> [AIM OF THE EXERCISE]
Extract every line below, verbatim.

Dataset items
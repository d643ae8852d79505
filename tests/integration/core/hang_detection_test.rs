use debugger_mcp::config::Config;
use debugger_mcp::hang::{HangDetector, HangOutcome, HangRequest};
use debugger_mcp::session::SessionManager;
use std::sync::Arc;
use std::time::Duration;

async fn node_available() -> bool {
    tokio::process::Command::new("node")
        .arg("--version")
        .output()
        .await
        .is_ok()
}

#[tokio::test]
async fn a_script_that_exits_quickly_is_reported_as_completed() {
    if !node_available().await {
        return;
    }

    let dir = tempfile::tempdir().unwrap();
    let script = dir.path().join("quick.js");
    std::fs::write(&script, "console.log('done');\n").unwrap();

    let detector = HangDetector::new(Arc::new(SessionManager::new(Config::default())));
    let outcome = detector
        .detect(HangRequest {
            command: "node".to_string(),
            args: vec![script.to_string_lossy().into_owned()],
            cwd: None,
            timeout: Duration::from_millis(5_000),
            sample_interval: Duration::from_millis(100),
        })
        .await
        .unwrap();

    match outcome {
        HangOutcome::Completed { exit_code, .. } => assert_eq!(exit_code, Some(0)),
        other => panic!("expected a completed outcome, got {other:?}"),
    }
}

#[tokio::test]
async fn a_tight_infinite_loop_is_reported_as_a_loop_or_a_hang() {
    if !node_available().await {
        return;
    }

    let dir = tempfile::tempdir().unwrap();
    let script = dir.path().join("spin.js");
    std::fs::write(&script, "let i = 0;\nwhile (true) { i += 1; }\n").unwrap();

    let detector = HangDetector::new(Arc::new(SessionManager::new(Config::default())));
    let outcome = detector
        .detect(HangRequest {
            command: "node".to_string(),
            args: vec![script.to_string_lossy().into_owned()],
            cwd: None,
            timeout: Duration::from_millis(2_000),
            sample_interval: Duration::from_millis(50),
        })
        .await
        .unwrap();

    match outcome {
        HangOutcome::Loop { location, duration, .. } => {
            assert!(duration >= Duration::from_millis(200));
            assert!(location.line >= 1);
        }
        HangOutcome::Hung { duration, .. } => {
            assert!(duration >= Duration::from_millis(1_900));
        }
        other => panic!("expected a loop or hung outcome, got {other:?}"),
    }
}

> [ANSWER BOX]
repository d643ae8852d79505
filename tests/integration/core/hang_detection_test.rs
use debugger_mcp::config::Config;
use debugger_mcp::hang::{HangDetector, HangOutcome, HangRequest};
use debugger_mcp::session::SessionManager;
use std::sync::Arc;
use std::time::Duration;

async fn node_available() -> bool {
    tokio::process::Command::new("node")
        .arg("--version")
        .output()
        .await
        .is_ok()
}

#[tokio::test]
async fn a_script_that_exits_quickly_is_reported_as_completed() {
    if !node_available().await {
        return;
    }

    let dir = tempfile::tempdir().unwrap();
    let script = dir.path().join("quick.js");
    std::fs::write(&script, "console.log('done');\n").unwrap();

    let detector = HangDetector::new(Arc::new(SessionManager::new(Config::default())));
    let outcome = detector
        .detect(HangRequest {
            command: "node".to_string(),
            args: vec![script.to_string_lossy().into_owned()],
            cwd: None,
            timeout: Duration::from_millis(5_000),
            sample_interval: Duration::from_millis(100),
        })
        .await
        .unwrap();

    match outcome {
        HangOutcome::Completed { exit_code, .. } => assert_eq!(exit_code, Some(0)),
        other => panic!("expected a completed outcome, got {other:?}"),
    }
}

#[tokio::test]
async fn a_tight_infinite_loop_is_reported_as_a_loop_or_a_hang() {
    if !node_available().await {
        return;
    }

    let dir = tempfile::tempdir().unwrap();
    let script = dir.path().join("spin.js");
    std::fs::write(&script, "let i = 0;\nwhile (true) { i += 1; }\n").unwrap();

    let detector = HangDetector::new(Arc::new(SessionManager::new(Config::default())));
    let outcome = detector
        .detect(HangRequest {
            command: "node".to_string(),
            args: vec![script.to_string_lossy().into_owned()],
            cwd: None,
            timeout: Duration::from_millis(2_000),
            sample_interval: Duration::from_millis(50),
        })
        .await
        .unwrap();

    match outcome {
        HangOutcome::Loop { location, duration, .. } => {
            assert!(duration >= Duration::from_millis(200));
            assert!(location.line >= 1);
        }
        HangOutcome::Hung { duration, .. } => {
            assert!(duration >= Duration::from_millis(1_900));
        }
        other => panic!("expected a loop or hung outcome, got {other:?}"),
    }
}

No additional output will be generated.